TASK GOAL:
Reproduce word for word the lines between those holding "filename src/broker/event_loop.rs" and "channel, so the", inclusive, and nothing else from the data below.

● ● ●

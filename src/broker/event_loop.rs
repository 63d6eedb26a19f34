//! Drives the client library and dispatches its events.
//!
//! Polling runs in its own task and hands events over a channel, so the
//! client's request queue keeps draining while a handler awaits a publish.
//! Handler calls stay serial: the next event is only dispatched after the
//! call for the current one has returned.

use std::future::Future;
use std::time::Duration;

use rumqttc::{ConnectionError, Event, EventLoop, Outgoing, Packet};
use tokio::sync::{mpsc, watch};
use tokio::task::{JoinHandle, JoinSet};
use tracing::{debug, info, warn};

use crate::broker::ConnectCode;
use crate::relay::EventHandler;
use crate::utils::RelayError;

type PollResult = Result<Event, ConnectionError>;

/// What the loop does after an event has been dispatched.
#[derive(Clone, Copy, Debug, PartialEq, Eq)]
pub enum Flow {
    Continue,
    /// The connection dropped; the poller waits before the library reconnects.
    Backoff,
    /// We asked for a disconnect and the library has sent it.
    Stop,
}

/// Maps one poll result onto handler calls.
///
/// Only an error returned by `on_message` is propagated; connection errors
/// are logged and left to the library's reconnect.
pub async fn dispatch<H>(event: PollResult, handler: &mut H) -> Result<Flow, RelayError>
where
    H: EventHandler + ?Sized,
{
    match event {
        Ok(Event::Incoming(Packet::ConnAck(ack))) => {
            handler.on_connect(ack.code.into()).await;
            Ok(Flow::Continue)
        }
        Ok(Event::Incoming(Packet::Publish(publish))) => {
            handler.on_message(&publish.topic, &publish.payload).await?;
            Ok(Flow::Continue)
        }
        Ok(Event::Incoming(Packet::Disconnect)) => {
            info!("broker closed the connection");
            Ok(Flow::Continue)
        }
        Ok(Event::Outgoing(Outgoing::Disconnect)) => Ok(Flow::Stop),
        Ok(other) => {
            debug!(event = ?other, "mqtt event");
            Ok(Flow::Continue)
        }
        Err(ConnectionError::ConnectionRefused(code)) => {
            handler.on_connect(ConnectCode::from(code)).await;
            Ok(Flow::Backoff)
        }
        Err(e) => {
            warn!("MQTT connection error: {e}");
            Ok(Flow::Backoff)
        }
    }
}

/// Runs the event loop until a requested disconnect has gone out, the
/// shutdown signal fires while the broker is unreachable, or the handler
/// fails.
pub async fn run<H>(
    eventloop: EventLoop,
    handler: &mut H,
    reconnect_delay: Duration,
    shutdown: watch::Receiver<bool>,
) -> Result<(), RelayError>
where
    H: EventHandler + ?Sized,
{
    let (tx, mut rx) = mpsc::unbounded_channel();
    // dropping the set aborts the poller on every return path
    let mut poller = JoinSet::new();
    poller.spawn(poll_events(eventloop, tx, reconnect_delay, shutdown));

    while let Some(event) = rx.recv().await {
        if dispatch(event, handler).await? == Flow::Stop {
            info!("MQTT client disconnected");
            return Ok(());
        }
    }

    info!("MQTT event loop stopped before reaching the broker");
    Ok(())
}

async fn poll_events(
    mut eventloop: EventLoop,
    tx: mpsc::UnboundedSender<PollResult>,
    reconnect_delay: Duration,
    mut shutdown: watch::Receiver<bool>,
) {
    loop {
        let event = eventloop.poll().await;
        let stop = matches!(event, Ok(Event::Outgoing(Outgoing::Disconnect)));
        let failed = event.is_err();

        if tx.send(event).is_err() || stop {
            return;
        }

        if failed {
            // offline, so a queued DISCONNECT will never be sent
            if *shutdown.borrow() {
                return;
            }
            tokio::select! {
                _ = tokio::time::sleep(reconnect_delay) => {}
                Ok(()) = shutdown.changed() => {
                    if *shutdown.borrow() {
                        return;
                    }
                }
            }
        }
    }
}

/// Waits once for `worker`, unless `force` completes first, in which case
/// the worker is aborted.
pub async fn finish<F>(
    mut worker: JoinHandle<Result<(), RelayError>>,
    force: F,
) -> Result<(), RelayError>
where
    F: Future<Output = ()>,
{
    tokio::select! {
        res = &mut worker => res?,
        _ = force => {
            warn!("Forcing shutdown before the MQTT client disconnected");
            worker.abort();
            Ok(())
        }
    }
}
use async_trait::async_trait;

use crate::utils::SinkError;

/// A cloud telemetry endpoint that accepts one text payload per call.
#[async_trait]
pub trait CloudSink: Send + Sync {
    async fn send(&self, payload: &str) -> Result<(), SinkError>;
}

● ● ●

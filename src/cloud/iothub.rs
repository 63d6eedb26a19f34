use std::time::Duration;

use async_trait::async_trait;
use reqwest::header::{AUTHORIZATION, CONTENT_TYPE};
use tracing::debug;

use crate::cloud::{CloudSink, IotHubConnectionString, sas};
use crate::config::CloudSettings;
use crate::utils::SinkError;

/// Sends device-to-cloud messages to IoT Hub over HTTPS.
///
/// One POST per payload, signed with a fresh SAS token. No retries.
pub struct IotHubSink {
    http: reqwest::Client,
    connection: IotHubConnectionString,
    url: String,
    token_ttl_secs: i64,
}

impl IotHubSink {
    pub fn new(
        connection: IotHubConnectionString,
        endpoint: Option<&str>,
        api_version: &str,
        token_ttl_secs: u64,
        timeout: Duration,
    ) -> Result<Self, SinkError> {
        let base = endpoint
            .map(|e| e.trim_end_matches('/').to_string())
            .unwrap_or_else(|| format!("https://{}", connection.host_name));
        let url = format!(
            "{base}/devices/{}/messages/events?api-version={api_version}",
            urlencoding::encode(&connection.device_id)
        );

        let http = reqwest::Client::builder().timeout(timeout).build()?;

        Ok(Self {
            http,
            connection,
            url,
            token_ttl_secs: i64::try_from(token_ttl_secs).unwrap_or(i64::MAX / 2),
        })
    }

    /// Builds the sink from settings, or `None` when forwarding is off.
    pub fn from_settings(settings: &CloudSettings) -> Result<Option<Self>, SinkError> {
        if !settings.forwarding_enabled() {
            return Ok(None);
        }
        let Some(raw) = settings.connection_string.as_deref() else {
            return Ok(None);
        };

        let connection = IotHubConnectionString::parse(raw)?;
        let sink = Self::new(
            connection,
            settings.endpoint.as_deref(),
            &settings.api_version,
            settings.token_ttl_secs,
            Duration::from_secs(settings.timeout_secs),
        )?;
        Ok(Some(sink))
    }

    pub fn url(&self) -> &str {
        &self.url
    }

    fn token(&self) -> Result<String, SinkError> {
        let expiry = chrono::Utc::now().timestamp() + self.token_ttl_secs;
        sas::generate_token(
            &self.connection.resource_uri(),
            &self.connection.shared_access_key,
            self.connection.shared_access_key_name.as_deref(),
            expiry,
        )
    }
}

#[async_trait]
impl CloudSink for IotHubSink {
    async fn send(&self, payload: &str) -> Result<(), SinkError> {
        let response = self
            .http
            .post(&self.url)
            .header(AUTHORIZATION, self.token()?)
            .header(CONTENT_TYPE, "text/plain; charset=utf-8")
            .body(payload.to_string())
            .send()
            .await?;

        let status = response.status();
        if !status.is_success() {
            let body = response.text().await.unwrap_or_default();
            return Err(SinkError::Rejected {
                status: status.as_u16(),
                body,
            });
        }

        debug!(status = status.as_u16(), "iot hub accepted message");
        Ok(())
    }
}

● ● ●

WRITTEN SOLUTION:
filename src/broker/event_loop.rs
repository 63d6eedb26a19f34
//! Drives the client library and dispatches its events.
//!
//! Polling runs in its own task and hands events over a channel, so the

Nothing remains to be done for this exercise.